### Object Grasping

Dataset Split: For our 190 scenes, we use 100 for training and 90 for testing. Specifically, we further divide our test sets into 3 categories: 30 scenes with seen objects, 30 with unseen but similar objects and 30 for novel objects. We hope that such setting can better evaluate the generalization ability of different methods.

Evaluation Code: Evaluation code is available on the GraspNet github.

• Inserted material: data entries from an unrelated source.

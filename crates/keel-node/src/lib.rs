// Copyright (c) 2024-2026 Martin Schröder <info@swedishembedded.com>
//
// SPDX-License-Identifier: Apache-2.0
mod attachments;
mod error;
mod routes;

use std::net::SocketAddr;
use std::sync::Arc;

use anyhow::Context;
use axum::routing::{get, post};
use axum::Router;
use tower_http::cors::CorsLayer;
use tracing::info;

use keel_config::SharedConfig;
use keel_core::SessionRuntime;
use keel_pty::PtyManager;
use keel_store::{PermissionBroker, Store};

pub use attachments::{preprocess_attachment, RawAttachment};
pub use error::ApiError;

/// Shared handles every route works against.  All services are process-wide
/// values created at startup and passed explicitly.
#[derive(Clone)]
pub struct AppState {
    pub runtime: Arc<SessionRuntime>,
    pub store: Arc<Store>,
    pub broker: Arc<PermissionBroker>,
    pub pty: Arc<PtyManager>,
    pub config: SharedConfig,
}

/// Build the full route table.
pub fn router(state: AppState) -> Router {
    Router::new()
        // Chat
        .route("/chat/stream", post(routes::chat::chat_stream))
        .route("/chat", post(routes::chat::chat))
        .route("/chat/stop", post(routes::chat::chat_stop))
        .route("/chat/rollback", post(routes::chat::chat_rollback))
        // Sessions
        .route("/sessions", get(routes::sessions::list_sessions))
        .route(
            "/sessions/:id",
            get(routes::sessions::get_session).delete(routes::sessions::delete_session),
        )
        .route("/sessions/:id/messages", get(routes::sessions::session_messages))
        // Model configs
        .route(
            "/configs",
            get(routes::configs::list_configs).post(routes::configs::create_config),
        )
        .route(
            "/configs/:id",
            get(routes::configs::get_config)
                .put(routes::configs::update_config)
                .delete(routes::configs::delete_config),
        )
        // Permission queue
        .route("/permissions/pending", get(routes::permissions::pending_permissions))
        .route("/permissions/:id", post(routes::permissions::decide_permission))
        // Interactive terminals
        .route("/sessions/:id/pty", post(routes::pty::open_pty))
        .route(
            "/sessions/:id/pty/:pty_id",
            get(routes::pty::read_pty).delete(routes::pty::close_pty),
        )
        .route("/sessions/:id/pty/:pty_id/write", post(routes::pty::write_pty))
        .layer(CorsLayer::permissive())
        .with_state(state)
}

/// Bind and serve until the process exits.
pub async fn serve(state: AppState, addr: SocketAddr) -> anyhow::Result<()> {
    let app = router(state);
    let listener = tokio::net::TcpListener::bind(addr)
        .await
        .with_context(|| format!("binding {addr}"))?;
    info!(%addr, "keel node listening");
    axum::serve(listener, app).await.context("serving http")?;
    Ok(())
}

// ─── Unit tests ──────────────────────────────────────────────────────────────
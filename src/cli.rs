// Copyright (c) 2024-2026 Martin Schröder <info@swedishembedded.com>
//
// SPDX-License-Identifier: MIT
use std::path::PathBuf;

use clap::{Parser, Subcommand};

#[derive(Parser, Debug)]
#[command(
    name = "keel",
    version,
    about = "Agent orchestration backend: streaming ReAct loop, gated tools, workspace snapshots"
)]
pub struct Cli {
    /// Explicit config file (overrides the search path and APP_CONFIG_PATH)
    #[arg(short, long, global = true)]
    pub config: Option<PathBuf>,

    /// Verbose logging to stderr (equivalent to RUST_LOG=debug)
    #[arg(short, long, global = true)]
    pub verbose: bool,

    #[command(subcommand)]
    pub command: Option<Commands>,
}

#[derive(Subcommand, Debug)]
pub enum Commands {
    /// Run the HTTP node (default when no subcommand is given)
    Serve {
        /// Bind address
        #[arg(long, default_value = "127.0.0.1", env = "KEEL_HOST")]
        host: String,
        /// Bind port
        #[arg(long, default_value_t = 8640, env = "KEEL_PORT")]
        port: u16,
    },
    /// Print the effective merged configuration as YAML
    Config,
}

// ─── Unit tests ──────────────────────────────────────────────────────────────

You can also refer to API Document .

Metrics: We do not pre-compute the ground-truth labels for test set but adopt an online evaluation algorithm to evaluate the grasp accuracy.

We first illustrate how we classify whether a single grasp pose is true positive. For each predicted grasp pose $\mathbf{\hat{P}}_i$, we associate it with the target object by checking the point cloud inside the gripper. Then, similar to the process of generating grasp annotation, we can get a binary label for each grasp pose by force-closure metric, given different $\mu$.

For cluttered scene, grasp pose prediction algorithms are expected to predict multiple grasps. Since for grasping, we usually conduct execution after the prediction, the percentage of true positive is more important. Thus, we adopt $Precision@k$ as our evaluation metric, which measures the precision of top-$k$ ranked grasps. $AP_\mu$ denotes the average $Precision@k$ for $k$ ranges from 1 to 50 given friction $\mu$. Similar to MS-COCO, we report $AP_\mu$ at different $\mu$. Specifically, we denote AP for the average of $AP_\mu$ ranging from $\mu=0.2$ to $\mu=1.2$, with $\Delta\mu= 0.2$ as interval.

To avoid dominated by similar grasp poses or grasp poses from single object, we run a pose-NMS before evaluation.

Grasp Pose NMS: For two grasps $\mathbf{G}_1$ and $\mathbf{G}_2$, we define grasp pose distance $D(\mathbf{G}_1, \mathbf{G}_2)$ as a tuple: $$D(\mathbf{G}_1, \mathbf{G}_2) = (d_t(\mathbf{G}_1, \mathbf{G}_2), d_{\alpha}(\mathbf{G}_1, \mathbf{G}_2)),$$ where $d_t(\mathbf{G}_1, \mathbf{G}_2)$ and $d_{\alpha}(\mathbf{G}_1, \mathbf{G}_2))$ denote translation distance and rotation distance of two grasps respectively. Let a grasp pose $\mathbf{G}$ be denoted by a translation vector $\mathbf{t}$ and a rotation matrix $\mathbf{R}$, then $d_t(\cdot)$ an $d_{\alpha}(\cdot)$ is defined as: $$\begin{split} d_t(\mathbf{G}_1, \mathbf{G}_2) &= ||\mathbf{t}_1 - \mathbf{t}_2||,\\ d_{\alpha}(\mathbf{G}_1, \mathbf{G}_2) &= \arccos \frac{1}{2} (\mathrm{tr}(R_1\cdot R_2^\mathrm{T}) - 1), \end{split}$$ where $\mathrm{tr}(\mathbf{M})$ denotes the trace of matrix $\mathbf{M}$. Since translation and rotation are not in the same metric space, we define the NMS threshold as a tuple too. Let $TH = (th_d, th_{\alpha})$, we say $D(\mathbf{G}_1, \mathbf{G}_2) < TH$ if and only if $$d_t(\mathbf{G}_1, \mathbf{G}_2) < th_d,\quad d_{\alpha}(\mathbf{G}_1, \mathbf{G}_2) < th_{\alpha}.$$ Based on the tuple metric, two grasps are merged when their distance is lower than $TH$. Meanwhile, only the top $K$ grasps from each object are considered according to confidence scores and other grasps are omitted. In evaluation, we set $th_d = 3$ cm, $th_{\alpha} = 30$ degree and $K = 10$.

### 6D Pose Estimation

Dataset Split: For our 190 scenes, we use 100 for training and 30 for testing. The 30 scenes with seen objects are used as the test set.